The acute and long-term care interface. Integrating the continuum.

作者信息

Phillips-Harris C, Fanale J E

机构信息

Geriatric Services, Sutter Health, Sacramento, California, USA.

出版信息

Clin Geriatr Med. 1995 Aug;11(3):481-501.

PMID:7585392
Abstract

Acute and long-term care traditionally have been distinctly different health care services, separated by reimbursement mechanisms, types and numbers of providers, and overall approach to the management of chronic illness. Considerable effort has been made of late, primarily due to financial incentives, to integrate these two levels of care into a "seamless" continuum. Barriers to such an integration process must first be identified.

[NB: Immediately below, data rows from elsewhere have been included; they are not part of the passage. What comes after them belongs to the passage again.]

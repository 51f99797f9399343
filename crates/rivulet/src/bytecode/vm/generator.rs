//! Generator objects and their resumption.
//!
//! A generator owns its suspended frame. Resuming moves the frame back onto the
//! engine's frame stack; `YIELD_VALUE` moves it back into the generator. Resumption
//! from `FOR_ITER` or from bytecode never recurses on the host stack.

use std::sync::Arc;

use super::{
    VM,
    frame::{BlockKind, Continuation, Frame},
};
use crate::{
    exception::{ExcType, RunError, RunResult},
    heap::{HeapData, HeapId, Trace},
    io::PrintWriter,
    resource::ResourceTracker,
    value::Value,
};

#[derive(Debug)]
pub(crate) struct Generator {
    pub name: Arc<str>,
    pub state: GenState,
    /// Exception being handled by the suspended frame, while it is parked inside an
    /// `except` body.
    pub handled: Option<Value>,
}

#[derive(Debug)]
pub(crate) enum GenState {
    /// Arguments bound, body not started.
    Created(Box<Frame>),
    /// Parked at a `YIELD_VALUE`.
    Suspended(Box<Frame>),
    /// Its frame is on the engine's frame stack.
    Running,
    Finished,
}

impl Generator {
    pub fn new(frame: Frame) -> Self {
        Self {
            name: Arc::from(frame.code.name()),
            state: GenState::Created(Box::new(frame)),
            handled: None,
        }
    }
}

impl Trace for Generator {
    fn mark_children(&self, work_list: &mut Vec<HeapId>) {
        match &self.state {
            GenState::Created(frame) | GenState::Suspended(frame) => frame.mark_children(work_list),
            GenState::Running | GenState::Finished => {}
        }
        self.handled.mark_children(work_list);
    }
}

/// Outcome of asking a generator to run.
pub(crate) enum Resumed {
    /// Its frame is now on top of the frame stack.
    Pushed,
    /// It already finished; nothing was pushed.
    Exhausted,
}

impl<T: ResourceTracker, P: PrintWriter> VM<'_, T, P> {
    /// Moves a generator's frame onto the frame stack, delivering `sent` as the value of
    /// the `yield` it is parked at.
    pub(super) fn resume_generator(
        &mut self,
        gen_id: HeapId,
        sent: Value,
        continuation: Continuation,
        boundary: bool,
    ) -> RunResult<Resumed> {
        let HeapData::Generator(generator) = self.heap.get_mut(gen_id) else {
            return Err(RunError::internal("resume_generator: not a generator"));
        };
        let mut frame = match std::mem::replace(&mut generator.state, GenState::Running) {
            GenState::Created(frame) => {
                if !sent.is_none() {
                    generator.state = GenState::Created(frame);
                    return Err(ExcType::type_error(
                        "can't send non-None value to a just-started generator",
                    ));
                }
                frame
            }
            GenState::Suspended(mut frame) => {
                frame.stack.push(sent);
                // Inside an `except` body the generator sees its own handled exception;
                // leaving that body must restore the resumer's, not the one current
                // when the body was entered.
                if let Some(outer) = frame.blocks.iter_mut().find(|b| b.kind == BlockKind::ExceptHandler) {
                    outer.saved_exc = self.exc_info.take();
                    self.exc_info = generator.handled.take();
                }
                frame
            }
            GenState::Running => {
                return Err(RunError::internal("generator re-entered while already running"));
            }
            GenState::Finished => {
                generator.state = GenState::Finished;
                return Ok(Resumed::Exhausted);
            }
        };
        frame.continuation = continuation;
        frame.boundary = boundary;
        frame.generator = Some(gen_id);
        if let Err(err) = self.push_frame(*frame) {
            self.finish_generator(gen_id);
            return Err(err);
        }
        Ok(Resumed::Pushed)
    }

    /// Runs a generator from native code until it yields (`Some`) or returns (`None`).
    pub(crate) fn generator_send(&mut self, gen_id: HeapId, sent: Value) -> RunResult<Option<Value>> {
        match self.resume_generator(gen_id, sent, Continuation::Next, true)? {
            Resumed::Exhausted => Ok(None),
            Resumed::Pushed => match self.run_nested()? {
                super::FrameOutcome::Yield(value) => Ok(Some(value)),
                super::FrameOutcome::Return(_) => Ok(None),
            },
        }
    }

    /// Parks the running generator frame after `YIELD_VALUE` and hands `value` to
    /// whoever resumed it.
    pub(super) fn suspend_generator(&mut self, value: Value) -> RunResult<Option<super::FrameOutcome>> {
        let frame = self.pop_frame()?;
        let gen_id = frame
            .generator
            .ok_or_else(|| RunError::internal("YIELD_VALUE outside a generator frame"))?;
        let boundary = frame.boundary;
        tracing::trace!(generator = %gen_id, "generator suspended");
        let resumer_exc = frame
            .blocks
            .iter()
            .find(|b| b.kind == BlockKind::ExceptHandler)
            .map(|outer| outer.saved_exc.clone());
        let HeapData::Generator(generator) = self.heap.get_mut(gen_id) else {
            return Err(RunError::internal("suspended frame does not belong to a generator"));
        };
        if let Some(resumer_exc) = resumer_exc {
            generator.handled = std::mem::replace(&mut self.exc_info, resumer_exc);
        }
        generator.state = GenState::Suspended(Box::new(frame));
        if boundary {
            return Ok(Some(super::FrameOutcome::Yield(value)));
        }
        self.frame_mut()?.stack.push(value);
        Ok(None)
    }

    pub(super) fn finish_generator(&mut self, gen_id: HeapId) {
        if let HeapData::Generator(generator) = self.heap.get_mut(gen_id) {
            generator.state = GenState::Finished;
        }
    }
}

Physician and other health care providers will need to develop the tools and resources necessary to manage frail, chronically ill patients in settings other than the traditional acute care hospital, as well as to develop information systems that allow communication to flow easily between all levels of care. As subacute or transitional care becomes a central piece of a health care delivery system, those tools become critical to the provision of quality, integrated care.

摘要

传统上,急性护理和长期护理是截然不同的医疗服务,在报销机制、提供者的类型和数量以及慢性病管理的整体方法上都存在差异。近来,主要由于经济激励措施,人们付出了相当大的努力,将这两个护理层面整合为一个“无缝”的连续统一体。必须首先识别这种整合过程中的障碍。医生和其他医疗服务提供者将需要开发必要的工具和资源,以便在传统急性护理医院以外的环境中管理体弱的慢性病患者,同时还需要开发信息系统,使各级护理之间能够轻松实现沟通。随着亚急性或过渡性护理成为医疗服务提供系统的核心组成部分,这些工具对于提供高质量的综合护理至关重要。